*** Opening Data provided ***

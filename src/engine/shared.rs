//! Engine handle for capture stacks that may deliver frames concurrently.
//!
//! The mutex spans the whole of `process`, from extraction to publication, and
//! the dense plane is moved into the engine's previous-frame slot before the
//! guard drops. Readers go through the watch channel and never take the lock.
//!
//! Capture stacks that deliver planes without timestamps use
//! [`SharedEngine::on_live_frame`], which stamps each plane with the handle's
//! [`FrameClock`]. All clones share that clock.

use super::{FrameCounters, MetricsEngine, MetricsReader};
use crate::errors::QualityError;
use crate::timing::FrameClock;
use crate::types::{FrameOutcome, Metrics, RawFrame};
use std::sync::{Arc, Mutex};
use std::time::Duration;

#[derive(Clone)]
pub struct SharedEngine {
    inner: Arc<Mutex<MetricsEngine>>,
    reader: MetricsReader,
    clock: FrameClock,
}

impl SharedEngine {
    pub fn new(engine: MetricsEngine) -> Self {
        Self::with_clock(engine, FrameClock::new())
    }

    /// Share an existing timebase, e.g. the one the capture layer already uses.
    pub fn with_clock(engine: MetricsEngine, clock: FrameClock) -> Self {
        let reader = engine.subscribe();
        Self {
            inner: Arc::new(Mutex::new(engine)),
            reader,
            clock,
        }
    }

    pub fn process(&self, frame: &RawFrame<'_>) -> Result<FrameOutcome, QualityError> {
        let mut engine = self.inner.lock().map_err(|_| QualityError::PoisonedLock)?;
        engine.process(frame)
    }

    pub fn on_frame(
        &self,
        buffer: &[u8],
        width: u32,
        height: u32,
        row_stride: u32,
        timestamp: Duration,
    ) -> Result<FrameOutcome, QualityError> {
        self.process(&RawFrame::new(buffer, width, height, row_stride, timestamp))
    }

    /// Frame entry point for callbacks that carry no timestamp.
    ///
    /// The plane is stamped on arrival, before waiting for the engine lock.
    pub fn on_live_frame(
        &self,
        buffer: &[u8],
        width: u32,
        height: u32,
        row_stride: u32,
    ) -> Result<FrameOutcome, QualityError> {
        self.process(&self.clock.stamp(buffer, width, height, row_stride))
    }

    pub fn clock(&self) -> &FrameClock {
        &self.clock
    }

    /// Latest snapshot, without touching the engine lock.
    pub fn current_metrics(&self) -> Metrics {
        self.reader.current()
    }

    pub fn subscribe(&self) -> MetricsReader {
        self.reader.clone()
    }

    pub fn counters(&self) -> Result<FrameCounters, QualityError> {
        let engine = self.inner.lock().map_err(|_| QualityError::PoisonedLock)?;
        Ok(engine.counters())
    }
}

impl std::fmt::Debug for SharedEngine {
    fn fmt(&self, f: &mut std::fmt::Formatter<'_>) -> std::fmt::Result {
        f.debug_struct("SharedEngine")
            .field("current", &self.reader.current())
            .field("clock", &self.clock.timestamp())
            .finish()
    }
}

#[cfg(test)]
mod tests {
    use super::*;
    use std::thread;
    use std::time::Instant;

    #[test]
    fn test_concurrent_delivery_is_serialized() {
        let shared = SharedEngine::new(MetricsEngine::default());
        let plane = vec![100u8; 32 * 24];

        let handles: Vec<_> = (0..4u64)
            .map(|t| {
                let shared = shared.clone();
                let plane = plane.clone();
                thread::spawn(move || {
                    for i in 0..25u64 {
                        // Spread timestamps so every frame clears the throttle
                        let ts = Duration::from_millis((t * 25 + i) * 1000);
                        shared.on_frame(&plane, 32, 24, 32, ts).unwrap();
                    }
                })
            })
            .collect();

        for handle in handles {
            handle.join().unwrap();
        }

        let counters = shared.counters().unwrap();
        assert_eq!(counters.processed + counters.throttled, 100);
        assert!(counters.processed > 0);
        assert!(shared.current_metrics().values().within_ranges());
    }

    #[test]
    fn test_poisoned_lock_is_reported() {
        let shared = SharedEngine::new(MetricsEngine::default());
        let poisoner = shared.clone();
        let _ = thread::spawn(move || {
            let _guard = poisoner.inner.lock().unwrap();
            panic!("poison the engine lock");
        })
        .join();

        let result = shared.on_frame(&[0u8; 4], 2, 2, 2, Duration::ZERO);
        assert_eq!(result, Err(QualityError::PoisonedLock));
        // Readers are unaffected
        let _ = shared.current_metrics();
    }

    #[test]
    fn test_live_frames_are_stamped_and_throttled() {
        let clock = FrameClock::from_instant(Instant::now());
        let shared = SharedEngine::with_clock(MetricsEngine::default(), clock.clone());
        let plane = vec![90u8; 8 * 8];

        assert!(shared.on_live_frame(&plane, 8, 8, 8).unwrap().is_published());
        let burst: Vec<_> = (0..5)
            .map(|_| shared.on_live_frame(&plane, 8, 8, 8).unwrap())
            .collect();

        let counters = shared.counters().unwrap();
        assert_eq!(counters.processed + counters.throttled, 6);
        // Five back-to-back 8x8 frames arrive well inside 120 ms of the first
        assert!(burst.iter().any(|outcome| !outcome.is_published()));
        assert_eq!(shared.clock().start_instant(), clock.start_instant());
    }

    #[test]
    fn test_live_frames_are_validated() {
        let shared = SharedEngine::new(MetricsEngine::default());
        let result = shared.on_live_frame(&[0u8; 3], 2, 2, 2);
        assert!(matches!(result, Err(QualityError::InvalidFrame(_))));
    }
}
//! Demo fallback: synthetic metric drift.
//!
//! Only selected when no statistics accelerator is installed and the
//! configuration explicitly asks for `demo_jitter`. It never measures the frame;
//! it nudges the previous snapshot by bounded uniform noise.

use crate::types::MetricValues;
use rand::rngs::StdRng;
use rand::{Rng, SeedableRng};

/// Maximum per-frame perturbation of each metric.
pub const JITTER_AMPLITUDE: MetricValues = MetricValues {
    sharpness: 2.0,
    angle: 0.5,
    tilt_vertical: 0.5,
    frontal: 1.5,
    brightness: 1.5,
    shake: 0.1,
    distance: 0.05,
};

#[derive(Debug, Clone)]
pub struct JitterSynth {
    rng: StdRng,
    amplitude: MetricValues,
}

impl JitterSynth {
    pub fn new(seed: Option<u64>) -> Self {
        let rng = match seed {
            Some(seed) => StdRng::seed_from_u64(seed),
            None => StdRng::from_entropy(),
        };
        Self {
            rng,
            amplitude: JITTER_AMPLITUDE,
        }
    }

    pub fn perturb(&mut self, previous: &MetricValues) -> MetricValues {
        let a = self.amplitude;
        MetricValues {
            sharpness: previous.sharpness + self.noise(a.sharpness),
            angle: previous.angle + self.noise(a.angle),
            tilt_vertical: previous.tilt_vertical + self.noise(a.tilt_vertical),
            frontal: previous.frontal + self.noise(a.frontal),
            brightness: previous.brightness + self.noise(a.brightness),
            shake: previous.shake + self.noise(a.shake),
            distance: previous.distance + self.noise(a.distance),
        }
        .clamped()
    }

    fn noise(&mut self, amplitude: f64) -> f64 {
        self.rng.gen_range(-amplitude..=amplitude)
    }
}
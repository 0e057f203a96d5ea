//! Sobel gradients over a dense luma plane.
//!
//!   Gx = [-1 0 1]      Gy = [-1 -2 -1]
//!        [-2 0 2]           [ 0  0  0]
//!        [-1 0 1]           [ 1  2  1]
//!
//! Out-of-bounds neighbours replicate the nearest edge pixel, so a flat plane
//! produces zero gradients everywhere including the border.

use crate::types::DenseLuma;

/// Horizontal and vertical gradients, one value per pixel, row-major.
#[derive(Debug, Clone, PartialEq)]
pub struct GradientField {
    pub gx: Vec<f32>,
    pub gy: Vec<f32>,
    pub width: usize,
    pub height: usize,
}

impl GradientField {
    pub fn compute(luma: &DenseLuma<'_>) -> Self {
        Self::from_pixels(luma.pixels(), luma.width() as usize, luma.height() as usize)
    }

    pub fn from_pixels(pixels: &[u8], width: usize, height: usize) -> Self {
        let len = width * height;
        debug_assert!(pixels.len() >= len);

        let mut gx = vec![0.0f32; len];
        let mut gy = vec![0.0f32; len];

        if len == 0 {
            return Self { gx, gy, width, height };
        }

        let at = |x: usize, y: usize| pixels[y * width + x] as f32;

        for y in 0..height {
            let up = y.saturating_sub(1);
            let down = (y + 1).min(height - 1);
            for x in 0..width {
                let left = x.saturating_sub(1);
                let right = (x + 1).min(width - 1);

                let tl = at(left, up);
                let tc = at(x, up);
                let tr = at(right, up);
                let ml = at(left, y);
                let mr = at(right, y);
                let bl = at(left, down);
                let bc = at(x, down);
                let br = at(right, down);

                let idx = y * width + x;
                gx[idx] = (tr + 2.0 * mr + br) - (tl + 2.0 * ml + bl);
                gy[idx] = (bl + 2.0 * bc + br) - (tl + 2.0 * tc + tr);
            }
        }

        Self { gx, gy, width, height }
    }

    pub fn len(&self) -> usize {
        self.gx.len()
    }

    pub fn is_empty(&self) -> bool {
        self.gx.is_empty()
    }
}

*** Closing Data provided ***
*** Opening Data provided ***

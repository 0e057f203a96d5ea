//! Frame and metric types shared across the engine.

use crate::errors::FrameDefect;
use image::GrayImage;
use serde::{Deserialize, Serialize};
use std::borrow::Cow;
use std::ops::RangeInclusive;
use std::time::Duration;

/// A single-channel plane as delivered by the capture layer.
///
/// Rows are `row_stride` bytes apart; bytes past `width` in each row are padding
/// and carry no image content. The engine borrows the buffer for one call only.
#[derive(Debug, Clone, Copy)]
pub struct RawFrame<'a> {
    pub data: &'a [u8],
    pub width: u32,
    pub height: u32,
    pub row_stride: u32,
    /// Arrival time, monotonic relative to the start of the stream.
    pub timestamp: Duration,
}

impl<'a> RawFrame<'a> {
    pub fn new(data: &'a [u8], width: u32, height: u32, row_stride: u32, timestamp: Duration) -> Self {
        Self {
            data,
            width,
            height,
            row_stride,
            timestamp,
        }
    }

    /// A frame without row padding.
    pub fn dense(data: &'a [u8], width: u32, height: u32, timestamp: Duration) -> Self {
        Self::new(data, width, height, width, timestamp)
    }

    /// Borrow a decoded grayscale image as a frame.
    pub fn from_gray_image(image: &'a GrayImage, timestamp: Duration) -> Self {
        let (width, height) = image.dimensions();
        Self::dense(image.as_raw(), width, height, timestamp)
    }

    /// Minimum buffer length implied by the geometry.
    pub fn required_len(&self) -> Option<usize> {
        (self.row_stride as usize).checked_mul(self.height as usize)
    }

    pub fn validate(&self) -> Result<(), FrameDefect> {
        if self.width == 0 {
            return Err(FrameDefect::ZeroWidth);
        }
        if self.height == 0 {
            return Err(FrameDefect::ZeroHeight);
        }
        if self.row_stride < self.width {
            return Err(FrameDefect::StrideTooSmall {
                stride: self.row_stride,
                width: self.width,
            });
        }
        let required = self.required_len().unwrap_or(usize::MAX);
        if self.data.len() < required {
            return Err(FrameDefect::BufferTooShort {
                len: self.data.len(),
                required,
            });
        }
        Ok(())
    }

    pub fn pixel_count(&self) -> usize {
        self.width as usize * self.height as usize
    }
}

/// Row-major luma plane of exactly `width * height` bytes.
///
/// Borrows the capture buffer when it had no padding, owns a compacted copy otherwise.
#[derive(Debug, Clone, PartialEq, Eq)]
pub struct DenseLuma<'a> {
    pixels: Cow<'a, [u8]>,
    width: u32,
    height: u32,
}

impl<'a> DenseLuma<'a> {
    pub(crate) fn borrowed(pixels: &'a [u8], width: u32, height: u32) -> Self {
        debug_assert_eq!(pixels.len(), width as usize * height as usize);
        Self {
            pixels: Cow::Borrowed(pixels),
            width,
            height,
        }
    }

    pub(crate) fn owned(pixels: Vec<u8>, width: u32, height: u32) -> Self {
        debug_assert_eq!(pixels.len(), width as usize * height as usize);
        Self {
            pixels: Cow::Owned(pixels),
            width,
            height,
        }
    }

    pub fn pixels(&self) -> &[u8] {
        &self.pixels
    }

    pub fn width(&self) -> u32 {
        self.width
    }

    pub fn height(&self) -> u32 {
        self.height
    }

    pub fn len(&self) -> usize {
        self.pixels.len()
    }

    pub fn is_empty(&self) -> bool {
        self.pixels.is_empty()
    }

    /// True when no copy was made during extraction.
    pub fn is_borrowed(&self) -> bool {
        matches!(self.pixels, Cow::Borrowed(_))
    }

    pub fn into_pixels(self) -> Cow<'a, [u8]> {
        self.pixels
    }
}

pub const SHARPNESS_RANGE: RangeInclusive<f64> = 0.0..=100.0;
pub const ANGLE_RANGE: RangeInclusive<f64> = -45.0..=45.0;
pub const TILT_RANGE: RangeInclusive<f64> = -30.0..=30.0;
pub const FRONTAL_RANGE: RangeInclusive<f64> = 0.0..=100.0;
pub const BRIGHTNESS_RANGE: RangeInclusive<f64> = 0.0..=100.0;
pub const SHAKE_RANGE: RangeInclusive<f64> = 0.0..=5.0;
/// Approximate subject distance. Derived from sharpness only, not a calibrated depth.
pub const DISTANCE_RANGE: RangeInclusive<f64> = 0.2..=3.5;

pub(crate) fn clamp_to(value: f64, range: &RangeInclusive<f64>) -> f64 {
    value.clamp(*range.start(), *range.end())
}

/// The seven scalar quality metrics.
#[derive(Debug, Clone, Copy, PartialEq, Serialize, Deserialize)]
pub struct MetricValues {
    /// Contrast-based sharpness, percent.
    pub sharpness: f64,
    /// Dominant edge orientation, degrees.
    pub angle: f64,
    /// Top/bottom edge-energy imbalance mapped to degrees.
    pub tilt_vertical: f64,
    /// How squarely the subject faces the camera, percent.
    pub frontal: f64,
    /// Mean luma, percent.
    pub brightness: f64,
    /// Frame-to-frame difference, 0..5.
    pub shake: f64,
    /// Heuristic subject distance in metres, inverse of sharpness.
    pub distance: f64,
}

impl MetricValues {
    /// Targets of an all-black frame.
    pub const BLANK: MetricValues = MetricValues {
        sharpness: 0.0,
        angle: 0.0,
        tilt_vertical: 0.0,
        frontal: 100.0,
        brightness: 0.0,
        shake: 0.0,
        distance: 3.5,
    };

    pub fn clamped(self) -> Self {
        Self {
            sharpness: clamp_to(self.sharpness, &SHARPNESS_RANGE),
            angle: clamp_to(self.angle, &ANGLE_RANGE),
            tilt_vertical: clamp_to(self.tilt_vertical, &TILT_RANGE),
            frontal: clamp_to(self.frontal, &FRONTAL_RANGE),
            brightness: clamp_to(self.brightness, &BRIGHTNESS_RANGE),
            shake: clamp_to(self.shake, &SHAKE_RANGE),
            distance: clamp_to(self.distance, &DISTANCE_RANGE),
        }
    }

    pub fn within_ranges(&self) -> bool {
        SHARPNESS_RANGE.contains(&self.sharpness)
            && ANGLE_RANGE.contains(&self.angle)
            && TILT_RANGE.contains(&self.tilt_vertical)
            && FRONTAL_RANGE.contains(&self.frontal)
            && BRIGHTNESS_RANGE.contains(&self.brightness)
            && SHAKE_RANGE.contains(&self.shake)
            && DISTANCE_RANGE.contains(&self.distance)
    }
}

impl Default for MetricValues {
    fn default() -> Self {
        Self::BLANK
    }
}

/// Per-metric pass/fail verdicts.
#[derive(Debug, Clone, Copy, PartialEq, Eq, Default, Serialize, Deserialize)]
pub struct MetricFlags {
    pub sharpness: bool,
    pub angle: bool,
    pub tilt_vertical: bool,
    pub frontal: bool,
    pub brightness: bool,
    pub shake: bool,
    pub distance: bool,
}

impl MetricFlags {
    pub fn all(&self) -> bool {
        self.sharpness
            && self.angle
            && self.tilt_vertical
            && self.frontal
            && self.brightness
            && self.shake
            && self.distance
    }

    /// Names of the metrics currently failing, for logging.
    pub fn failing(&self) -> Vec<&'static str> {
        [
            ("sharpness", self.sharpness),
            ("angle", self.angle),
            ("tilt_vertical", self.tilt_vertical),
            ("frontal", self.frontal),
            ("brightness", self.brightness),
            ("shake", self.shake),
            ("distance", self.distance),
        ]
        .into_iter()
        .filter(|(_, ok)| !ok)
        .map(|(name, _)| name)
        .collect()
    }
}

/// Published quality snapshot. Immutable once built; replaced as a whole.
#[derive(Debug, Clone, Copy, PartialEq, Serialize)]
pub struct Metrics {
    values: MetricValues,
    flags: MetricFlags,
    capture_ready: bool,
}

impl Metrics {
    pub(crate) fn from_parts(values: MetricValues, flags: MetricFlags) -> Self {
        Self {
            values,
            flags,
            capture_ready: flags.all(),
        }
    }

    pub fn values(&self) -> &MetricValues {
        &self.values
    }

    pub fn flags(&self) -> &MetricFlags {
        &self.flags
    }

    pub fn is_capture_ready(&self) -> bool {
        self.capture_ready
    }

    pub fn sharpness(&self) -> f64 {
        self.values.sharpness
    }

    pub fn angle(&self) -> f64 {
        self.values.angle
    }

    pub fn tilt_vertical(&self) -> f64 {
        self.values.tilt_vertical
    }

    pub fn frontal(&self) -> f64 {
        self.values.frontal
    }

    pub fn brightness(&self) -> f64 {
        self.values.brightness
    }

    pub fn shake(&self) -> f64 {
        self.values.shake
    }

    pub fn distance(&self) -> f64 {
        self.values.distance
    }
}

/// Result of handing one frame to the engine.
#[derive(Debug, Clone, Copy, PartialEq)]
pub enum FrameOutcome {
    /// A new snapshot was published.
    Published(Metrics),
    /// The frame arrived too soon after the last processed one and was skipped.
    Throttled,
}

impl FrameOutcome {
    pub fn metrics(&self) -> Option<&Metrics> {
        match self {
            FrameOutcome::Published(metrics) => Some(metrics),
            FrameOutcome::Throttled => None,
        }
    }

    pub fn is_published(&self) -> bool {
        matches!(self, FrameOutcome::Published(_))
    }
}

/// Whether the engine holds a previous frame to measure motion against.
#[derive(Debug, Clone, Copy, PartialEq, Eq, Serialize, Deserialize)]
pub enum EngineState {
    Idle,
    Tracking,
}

*** Closing Data provided ***

The task:
Return word for word the lines above from the line with "let reader = engine.subscribe();" to the line with "pub fn counters(&self)", including both and leaving out all others.

Output for this task:
        let reader = engine.subscribe();
        Self {
            inner: Arc::new(Mutex::new(engine)),
            reader,
            clock,
        }
    }

    pub fn process(&self, frame: &RawFrame<'_>) -> Result<FrameOutcome, QualityError> {
        let mut engine = self.inner.lock().map_err(|_| QualityError::PoisonedLock)?;
        engine.process(frame)
    }

    pub fn on_frame(
        &self,
        buffer: &[u8],
        width: u32,
        height: u32,
        row_stride: u32,
        timestamp: Duration,
    ) -> Result<FrameOutcome, QualityError> {
        self.process(&RawFrame::new(buffer, width, height, row_stride, timestamp))
    }

    /// Frame entry point for callbacks that carry no timestamp.
    ///
    /// The plane is stamped on arrival, before waiting for the engine lock.
    pub fn on_live_frame(
        &self,
        buffer: &[u8],
        width: u32,
        height: u32,
        row_stride: u32,
    ) -> Result<FrameOutcome, QualityError> {
        self.process(&self.clock.stamp(buffer, width, height, row_stride))
    }

    pub fn clock(&self) -> &FrameClock {
        &self.clock
    }

    /// Latest snapshot, without touching the engine lock.
    pub fn current_metrics(&self) -> Metrics {
        self.reader.current()
    }

    pub fn subscribe(&self) -> MetricsReader {
        self.reader.clone()
    }

    pub fn counters(&self) -> Result<FrameCounters, QualityError> {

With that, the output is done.